**Task:** Find and copy each line of the data that includes "SchemaWriter".

Dataset entries
********************

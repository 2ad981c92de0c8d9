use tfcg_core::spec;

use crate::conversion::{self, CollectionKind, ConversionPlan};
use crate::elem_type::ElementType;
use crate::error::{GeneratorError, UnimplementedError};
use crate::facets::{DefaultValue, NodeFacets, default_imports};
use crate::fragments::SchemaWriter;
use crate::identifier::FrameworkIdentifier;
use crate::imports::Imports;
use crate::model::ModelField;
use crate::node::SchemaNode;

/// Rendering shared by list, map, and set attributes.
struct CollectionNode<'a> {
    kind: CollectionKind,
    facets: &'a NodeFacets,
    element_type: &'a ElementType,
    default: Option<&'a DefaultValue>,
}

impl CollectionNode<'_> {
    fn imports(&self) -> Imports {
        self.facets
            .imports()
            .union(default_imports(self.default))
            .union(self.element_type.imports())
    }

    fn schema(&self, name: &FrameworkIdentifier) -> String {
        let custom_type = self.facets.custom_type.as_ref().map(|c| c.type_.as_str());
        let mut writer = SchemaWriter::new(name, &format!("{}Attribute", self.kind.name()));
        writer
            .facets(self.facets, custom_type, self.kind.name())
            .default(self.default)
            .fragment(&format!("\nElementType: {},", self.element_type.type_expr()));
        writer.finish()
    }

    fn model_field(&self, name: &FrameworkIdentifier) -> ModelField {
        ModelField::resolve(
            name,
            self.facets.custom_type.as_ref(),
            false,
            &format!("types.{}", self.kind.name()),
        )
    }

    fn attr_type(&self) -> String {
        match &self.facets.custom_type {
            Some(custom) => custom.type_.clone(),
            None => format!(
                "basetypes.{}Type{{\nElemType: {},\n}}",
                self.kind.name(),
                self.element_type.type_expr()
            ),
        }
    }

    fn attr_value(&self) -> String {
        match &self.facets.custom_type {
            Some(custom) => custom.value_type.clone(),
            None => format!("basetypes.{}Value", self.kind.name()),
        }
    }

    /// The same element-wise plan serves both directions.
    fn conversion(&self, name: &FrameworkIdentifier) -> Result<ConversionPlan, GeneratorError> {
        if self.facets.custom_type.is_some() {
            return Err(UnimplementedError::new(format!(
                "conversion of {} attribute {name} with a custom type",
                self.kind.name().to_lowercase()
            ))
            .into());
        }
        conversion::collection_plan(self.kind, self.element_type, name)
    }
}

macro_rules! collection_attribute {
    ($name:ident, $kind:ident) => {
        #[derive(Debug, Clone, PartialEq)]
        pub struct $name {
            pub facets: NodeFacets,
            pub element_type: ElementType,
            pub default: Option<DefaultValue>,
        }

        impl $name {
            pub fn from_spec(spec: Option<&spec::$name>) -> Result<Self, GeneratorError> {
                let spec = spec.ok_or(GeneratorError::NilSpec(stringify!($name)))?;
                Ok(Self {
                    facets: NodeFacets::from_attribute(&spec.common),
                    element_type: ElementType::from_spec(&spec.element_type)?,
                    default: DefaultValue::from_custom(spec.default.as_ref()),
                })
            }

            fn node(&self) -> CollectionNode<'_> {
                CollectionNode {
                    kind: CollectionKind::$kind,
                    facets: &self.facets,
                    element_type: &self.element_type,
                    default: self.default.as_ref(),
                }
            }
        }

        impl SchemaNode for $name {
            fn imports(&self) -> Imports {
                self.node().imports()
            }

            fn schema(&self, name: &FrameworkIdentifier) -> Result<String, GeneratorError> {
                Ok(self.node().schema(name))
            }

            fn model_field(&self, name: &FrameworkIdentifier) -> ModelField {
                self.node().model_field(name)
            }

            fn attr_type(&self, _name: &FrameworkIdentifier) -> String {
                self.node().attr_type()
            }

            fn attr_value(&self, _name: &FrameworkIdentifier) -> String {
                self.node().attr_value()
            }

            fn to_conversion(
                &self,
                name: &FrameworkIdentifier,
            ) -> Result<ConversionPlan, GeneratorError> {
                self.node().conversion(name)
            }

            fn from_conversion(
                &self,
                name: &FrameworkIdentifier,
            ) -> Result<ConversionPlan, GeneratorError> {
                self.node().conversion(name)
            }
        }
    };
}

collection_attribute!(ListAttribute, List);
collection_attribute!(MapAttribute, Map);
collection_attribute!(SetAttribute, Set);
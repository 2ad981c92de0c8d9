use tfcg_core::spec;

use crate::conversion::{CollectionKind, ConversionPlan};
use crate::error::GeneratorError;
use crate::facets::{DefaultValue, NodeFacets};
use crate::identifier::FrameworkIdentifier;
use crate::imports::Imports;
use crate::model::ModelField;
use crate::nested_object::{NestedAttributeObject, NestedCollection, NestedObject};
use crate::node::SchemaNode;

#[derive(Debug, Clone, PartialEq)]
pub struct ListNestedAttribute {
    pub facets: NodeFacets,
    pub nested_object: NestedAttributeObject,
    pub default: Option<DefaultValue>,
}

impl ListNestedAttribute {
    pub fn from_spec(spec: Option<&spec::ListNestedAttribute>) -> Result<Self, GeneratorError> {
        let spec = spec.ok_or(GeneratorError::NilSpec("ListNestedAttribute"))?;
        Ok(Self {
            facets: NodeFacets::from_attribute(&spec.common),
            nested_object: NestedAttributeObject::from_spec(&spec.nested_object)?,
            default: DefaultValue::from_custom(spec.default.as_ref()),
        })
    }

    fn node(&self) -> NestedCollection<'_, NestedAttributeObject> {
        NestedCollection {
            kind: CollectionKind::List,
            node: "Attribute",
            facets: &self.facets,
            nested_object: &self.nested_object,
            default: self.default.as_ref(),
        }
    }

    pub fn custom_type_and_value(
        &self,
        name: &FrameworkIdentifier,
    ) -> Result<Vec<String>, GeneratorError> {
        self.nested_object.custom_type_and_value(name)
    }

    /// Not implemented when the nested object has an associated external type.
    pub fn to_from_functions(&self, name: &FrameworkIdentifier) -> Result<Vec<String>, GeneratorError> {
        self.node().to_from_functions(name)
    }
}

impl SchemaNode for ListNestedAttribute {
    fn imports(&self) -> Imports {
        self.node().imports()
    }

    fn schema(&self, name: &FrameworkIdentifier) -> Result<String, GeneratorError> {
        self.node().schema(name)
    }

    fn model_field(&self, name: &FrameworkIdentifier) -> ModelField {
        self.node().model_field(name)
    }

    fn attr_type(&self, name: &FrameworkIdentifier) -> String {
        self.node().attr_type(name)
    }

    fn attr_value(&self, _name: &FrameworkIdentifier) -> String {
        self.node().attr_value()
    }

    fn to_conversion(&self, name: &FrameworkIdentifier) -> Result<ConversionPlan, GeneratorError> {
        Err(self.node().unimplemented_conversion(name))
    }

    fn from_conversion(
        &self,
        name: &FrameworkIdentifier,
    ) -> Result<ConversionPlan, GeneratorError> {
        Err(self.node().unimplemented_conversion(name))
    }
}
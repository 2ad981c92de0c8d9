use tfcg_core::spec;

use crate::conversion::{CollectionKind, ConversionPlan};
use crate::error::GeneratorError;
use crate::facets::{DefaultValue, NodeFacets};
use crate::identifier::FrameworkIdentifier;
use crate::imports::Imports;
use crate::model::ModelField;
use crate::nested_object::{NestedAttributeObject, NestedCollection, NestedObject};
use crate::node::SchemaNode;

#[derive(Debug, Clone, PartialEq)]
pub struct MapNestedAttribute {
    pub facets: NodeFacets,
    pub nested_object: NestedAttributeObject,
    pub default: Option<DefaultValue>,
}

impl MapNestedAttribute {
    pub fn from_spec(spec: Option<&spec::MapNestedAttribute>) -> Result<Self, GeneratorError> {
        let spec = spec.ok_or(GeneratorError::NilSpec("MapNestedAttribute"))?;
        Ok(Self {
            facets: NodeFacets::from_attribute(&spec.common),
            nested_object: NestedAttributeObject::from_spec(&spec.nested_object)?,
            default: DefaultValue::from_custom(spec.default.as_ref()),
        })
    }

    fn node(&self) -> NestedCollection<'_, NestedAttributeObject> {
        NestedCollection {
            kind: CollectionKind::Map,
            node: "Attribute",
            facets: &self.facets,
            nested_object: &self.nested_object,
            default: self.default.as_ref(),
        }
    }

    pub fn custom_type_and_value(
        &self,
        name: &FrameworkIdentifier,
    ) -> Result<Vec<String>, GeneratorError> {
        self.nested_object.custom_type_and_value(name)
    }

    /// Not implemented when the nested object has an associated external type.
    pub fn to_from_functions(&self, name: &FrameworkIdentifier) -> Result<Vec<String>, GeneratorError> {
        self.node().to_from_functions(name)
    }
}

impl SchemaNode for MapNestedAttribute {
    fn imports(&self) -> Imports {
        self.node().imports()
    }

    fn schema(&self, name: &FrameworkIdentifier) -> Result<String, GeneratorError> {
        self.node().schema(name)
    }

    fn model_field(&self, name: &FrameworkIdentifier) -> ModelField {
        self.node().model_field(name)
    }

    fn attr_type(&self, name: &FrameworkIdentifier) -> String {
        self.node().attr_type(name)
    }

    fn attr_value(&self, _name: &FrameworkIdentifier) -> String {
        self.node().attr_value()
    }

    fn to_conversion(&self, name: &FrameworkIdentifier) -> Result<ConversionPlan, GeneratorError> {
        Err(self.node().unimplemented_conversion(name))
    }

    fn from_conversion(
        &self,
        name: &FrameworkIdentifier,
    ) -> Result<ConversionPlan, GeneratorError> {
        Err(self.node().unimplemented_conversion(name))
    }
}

********************

**Solution to the exercise:**
use crate::fragments::SchemaWriter;
        let mut writer = SchemaWriter::new(name, &format!("{}Attribute", self.kind.name()));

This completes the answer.